Once you make that financial commitment, it can be complicated to get out, depending on how the CCRC is structured. But at least you have reduced the hassle of further lifestyle decisions.
Our current strategy is to dig in and look for every resource we can find to help us stay right where we are until our infirmities are great enough to make our long-term care insurance policies kick in. Those would help support us in an assisted living facility like Wynwood, where our friend Chuck Stone spent his last years.
Chances that we’ll both use those policies are slim. Invoking them requires medical certification that you need help to perform at least two of five specified activities of daily living: bathing, dressing, toileting, eating, and getting in or out of a chair or bed. Only 44 percent of men who reach the age of 65 ever get to that point. For women, the risk is higher: 72 percent. These numbers come from the American Association for Long-term Care Insurance.
It helps to think about it if you prioritize your outcomes. Think of it as a game with nature the opponent. Nature has two cards to play: disable us or not. Our cards: move to a CCRC or age in place as long as we can.
That yields four possible outcomes. Not everyone will have the same priorities. For us, the ranking is:
• We age at home, and nature never interferes.
• We age at home, then move to assisted living when nature demands it.

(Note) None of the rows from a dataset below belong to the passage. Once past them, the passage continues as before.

//! Interactive shell: turns typed commands into listing triggers (mount,
//! query submit, load more, favorite toggle) and renders text cards.

use crate::error::TmdbError;
use crate::favorites::FavoritesStore;
use crate::listing::{self, ListingState, Mode, Phase};
use crate::models::{Actor, Movie};
use crate::tmdb::{image_url, MetadataApi, TmdbClient};
use anyhow::Result;
use std::io::Write as _;
use std::sync::Arc;
use tokio::io::{AsyncBufReadExt, BufReader};
use tracing::info;

// Browsing actors has no dedicated TMDB listing endpoint; a broad search
// query stands in for "popular people".
const DEFAULT_PERSON_QUERY: &str = "a";

#[derive(Debug, Clone, Copy, PartialEq, Eq)]
enum View {
    Home,
    Actors,
}

pub struct App {
    api: Arc<dyn MetadataApi>,
    favorites: FavoritesStore,
    view: View,
    movies: ListingState<Movie>,
    actors: ListingState<Actor>,
}

pub async fn run() -> Result<()> {
    let api: Arc<dyn MetadataApi> = Arc::new(TmdbClient::from_env()?);
    let favorites = FavoritesStore::open_default()?;
    info!("{} favorites loaded", favorites.list().len());

    let mut app = App::new(api, favorites);
    app.enter_home().await;
    app.render_current();

    let mut lines = BufReader::new(tokio::io::stdin()).lines();
    prompt()?;
    while let Some(line) = lines.next_line().await? {
        if !app.handle(line.trim()).await {
            break;
        }
        prompt()?;
    }
    Ok(())
}

fn prompt() -> Result<()> {
    print!("cinescout> ");
    std::io::stdout().flush()?;
    Ok(())
}

impl App {
    pub fn new(api: Arc<dyn MetadataApi>, favorites: FavoritesStore) -> Self {
        Self {
            api,
            favorites,
            view: View::Home,
            movies: ListingState::new(),
            actors: ListingState::new(),
        }
    }

    /// Returns false when the loop should stop.
    pub async fn handle(&mut self, line: &str) -> bool {
        let (command, rest) = match line.split_once(char::is_whitespace) {
            Some((c, r)) => (c, r.trim()),
            None => (line, ""),
        };
        match command {
            "" => {}
            "home" | "trending" => {
                self.view = View::Home;
                self.movies = ListingState::new();
                self.enter_home().await;
                self.render_current();
            }
            "actors" => {
                self.view = View::Actors;
                self.actors = ListingState::new();
                self.enter_actors().await;
                self.render_current();
            }
            "search" => {
                self.submit_query(Some(rest.to_string())).await;
                self.render_current();
            }
            "clear" => {
                self.submit_query(None).await;
                self.render_current();
            }
            "more" => {
                self.load_more().await;
                self.render_current();
            }
            "movie" => self.show_movie(rest).await,
            "actor" => self.show_actor(rest).await,
            "fav" => self.toggle_favorite(rest).await,
            "favs" => self.render_favorites(rest),
            "help" => print_help(),
            "quit" | "exit" => return false,
            _ => println!("Unknown command '{command}'. Type `help`."),
        }
        true
    }

    async fn enter_home(&mut self) {
        let api = self.api.clone();
        let mode = self.movies.mode().clone();
        match mode {
            Mode::Browse => {
                listing::mount(&mut self.movies, |page| api.trending_movies(page)).await
            }
            Mode::Search(q) => {
                listing::load_next(&mut self.movies, |page| api.search_movies(&q, page)).await
            }
        }
    }

    async fn enter_actors(&mut self) {
        let api = self.api.clone();
        let mode = self.actors.mode().clone();
        match mode {
            Mode::Browse => {
                listing::mount(&mut self.actors, |page| {
                    api.search_people(DEFAULT_PERSON_QUERY, page)
                })
                .await
            }
            Mode::Search(q) => {
                listing::load_next(&mut self.actors, |page| api.search_people(&q, page)).await
            }
        }
    }

    async fn submit_query(&mut self, query: Option<String>) {
        match self.view {
            View::Home => {
                self.movies.set_query(query);
                self.enter_home().await;
            }
            View::Actors => {
                self.actors.set_query(query);
                self.enter_actors().await;
            }
        }
    }

    async fn load_more(&mut self) {
        let api = self.api.clone();
        match self.view {
            View::Home => {
                if !self.movies.should_fetch(0) {
                    return;
                }
                let mode = self.movies.mode().clone();
                match mode {
                    Mode::Browse => {
                        listing::load_next(&mut self.movies, |page| api.trending_movies(page))
                            .await
                    }
                    Mode::Search(q) => {
                        listing::load_next(&mut self.movies, |page| api.search_movies(&q, page))
                            .await
                    }
                }
            }
            View::Actors => {
                if !self.actors.should_fetch(0) {
                    return;
                }
                let q = match self.actors.mode().clone() {
                    Mode::Browse => DEFAULT_PERSON_QUERY.to_string(),
                    Mode::Search(q) => q,
                };
                listing::load_next(&mut self.actors, |page| api.search_people(&q, page)).await
            }
        }
    }

    async fn show_movie(&self, arg: &str) {
        let Some(id) = parse_id(arg) else {
            println!("Usage: movie <id>");
            return;
        };
        match self.api.movie_details(id).await {
            Ok(movie) => println!("{}", render_movie_detail(&movie)),
            Err(e) => println!("Failed to load movie details: {e}"),
        }
    }

    async fn show_actor(&self, arg: &str) {
        let Some(id) = parse_id(arg) else {
            println!("Usage: actor <id>");
            return;
        };
        match fetch_actor_detail(self.api.as_ref(), id).await {
            Ok(text) => println!("{text}"),
            Err(e) => println!("Failed to load actor details: {e}"),
        }
    }

    async fn toggle_favorite(&mut self, arg: &str) {
        let Some(id) = parse_id(arg) else {
            println!("Usage: fav <id>");
            return;
        };
        if self.favorites.contains(id) {
            self.favorites.remove(id);
            println!("Removed {id} from favorites.");
            return;
        }
        // Prefer the already-listed record; fall back to a detail fetch for
        // ids favorited straight from a detail view.
        let movie = match self.movies.items().iter().find(|m| m.id == id) {
            Some(m) => m.clone(),
            None => match self.api.movie_details(id).await {
                Ok(m) => m,
                Err(e) => {
                    println!("Cannot favorite {id}: {e}");
                    return;
                }
            },
        };
        let title = movie.title.clone();
        self.favorites.add(movie);
        println!("Added '{title}' to favorites.");
    }

    fn render_favorites(&self, query: &str) {
        println!("{}", format_favorites(&self.favorites, query));
    }

    fn render_current(&self) {
        match self.view {
            View::Home => {
                render_listing(&self.movies, |m| movie_card(m, self.favorites.contains(m.id)))
            }
            View::Actors => render_listing(&self.actors, actor_card),
        }
    }
}

fn render_listing<T: listing::Entity>(state: &ListingState<T>, card: impl Fn(&T) -> String) {
    if let Some(message) = state.error() {
        println!("Error: {message}");
        return;
    }
    if state.items().is_empty() {
        if state.phase() == Phase::Loading {
            println!("Loading...");
        } else {
            println!("No results found.");
        }
        return;
    }
    for item in state.items() {
        println!("{}", card(item));
    }
    if state.has_more() {
        println!("-- type `more` for the next page --");
    } else {
        println!("-- end of results --");
    }
}

/// Favorites view: the stored list filtered by title, or a message saying
/// whether nothing is stored or nothing matched.
pub fn format_favorites(favorites: &FavoritesStore, query: &str) -> String {
    let shown = favorites.filter(query);
    if shown.is_empty() {
        return if favorites.list().is_empty() {
            "No favorites yet.".to_string()
        } else {
            format!("No favorites matching '{}'.", query.trim())
        };
    }
    shown
        .into_iter()
        .map(|m| movie_card(m, true))
        .collect::<Vec<_>>()
        .join("\n")
}

fn movie_card(movie: &Movie, favorite: bool) -> String {
    let mark = if favorite { "★" } else { " " };
    let year = movie
        .release_date
        .as_deref()
        .and_then(|d| d.split('-').next())
        .unwrap_or("????");
    format!(
        "{mark} [{:>8}] {} ({year})  {:.1}/10",
        movie.id, movie.title, movie.vote_average
    )
}

fn actor_card(actor: &Actor) -> String {
    let known_for = actor
        .known_for
        .first()
        .map(|k| k.label())
        .unwrap_or("N/A");
    format!(
        "  [{:>8}] {}  (Known for: {known_for})",
        actor.id, actor.name
    )
}

pub fn render_movie_detail(movie: &Movie) -> String {
    let mut out = String::new();
    let year = movie
        .release_date
        .as_deref()
        .unwrap_or("unknown release date");
    out.push_str(&format!(
        "{} ({year})\nRating: {:.1}/10\n",
        movie.title, movie.vote_average
    ));
    if let Some(path) = movie.poster_path.as_deref().filter(|p| !p.is_empty()) {
        out.push_str(&format!("Poster: {}\n", image_url(path, "w500")));
    }
    if let Some(genres) = &movie.genres {
        let names: Vec<&str> = genres.iter().map(|g| g.name.as_str()).collect();
        if !names.is_empty() {
            out.push_str(&format!("Genres: {}\n", names.join(", ")));
        }
    }
    if !movie.overview.is_empty() {
        out.push_str(&format!("\n{}\n", movie.overview));
    }
    if let Some(credits) = &movie.credits {
        if !credits.cast.is_empty() {
            let top: Vec<&str> = credits
                .cast
                .iter()
                .take(10)
                .map(|c| c.name.as_str())
                .collect();
            out.push_str(&format!("\nCast: {}\n", top.join(", ")));
        }
    }
    out
}

pub async fn fetch_actor_detail(
    api: &dyn MetadataApi,
    id: i32,
) -> std::result::Result<String, TmdbError> {
    let actor = api.person_details(id).await?;
    let credits = api.person_movie_credits(id).await?;
    Ok(render_actor_detail(&actor, &credits))
}

pub fn render_actor_detail(actor: &Actor, credits: &[Movie]) -> String {
    let mut out = String::new();
    out.push_str(&format!("{}\n", actor.name));
    if let Some(path) = actor.profile_path.as_deref().filter(|p| !p.is_empty()) {
        out.push_str(&format!("Photo: {}\n", image_url(path, "w300")));
    }
    out.push_str(&format!(
        "Birthday: {}\n",
        actor.birthday.as_deref().unwrap_or("N/A")
    ));
    out.push_str(&format!(
        "Birthplace: {}\n",
        actor.place_of_birth.as_deref().unwrap_or("N/A")
    ));
    match actor.biography.as_deref().filter(|b| !b.is_empty()) {
        Some(bio) => out.push_str(&format!("\n{bio}\n")),
        None => out.push_str("\nNo biography available.\n"),
    }
    let known: Vec<&str> = credits
        .iter()
        .filter(|m| m.poster_path.as_deref().is_some_and(|p| !p.is_empty()))
        .map(|m| m.title.as_str())
        .collect();
    if !known.is_empty() {
        out.push_str(&format!("\nKnown for: {}\n", known.join(", ")));
    }
    out
}

fn parse_id(arg: &str) -> Option<i32> {
    arg.parse().ok()
}

fn print_help() {
    println!(
        "Commands:\n  \
         home              browse trending movies\n  \
         actors            browse actors\n  \
         search <query>    search the current view\n  \
         clear             clear the search and return to browsing\n  \
         more              load the next page\n  \
         movie <id>        movie details\n  \
         actor <id>        actor details\n  \
         fav <id>          toggle a favorite\n  \
         favs [query]      list favorites, optionally filtered by title\n  \
         quit              exit"
    );
}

• We move to a CCRC and nature impairs us, so we’re glad we did.
• We move to a CCRC, but never need it.
In classical decision theory, the goal is to assure the least of the worst possible outcomes. On that basis, we ought to go with aging at home.
But wait. Your rankings might be different. One advantage of the CCRC is that the transition from independence to assisted living is seamless. You don’t have to plan, you don’t have to move. Everything you need is on one campus. You can spend your golden years thinking about other things.
For a couple, a compromise might be to age in place until one needs assisted living. The other would still be able to make decisions and do some heavy lifting in the transition. Based on the figures above, the probability that at least one of us will need assisted living is high: 84 percent.
Aging in place is a national trend now, and Chapel Hill-Carrboro has several neighborhood associations that try to help. Carolina Villages is the only one with professional staff.
We try to be active in both our neighborhood group for its social functions and Carolina Villages for practical help when and if we need it. It’s a gamble, but we’re rolling our own dice.
Phil Meyer is a member of both Carolina Villages and the Southern Village Aging-in-Place group.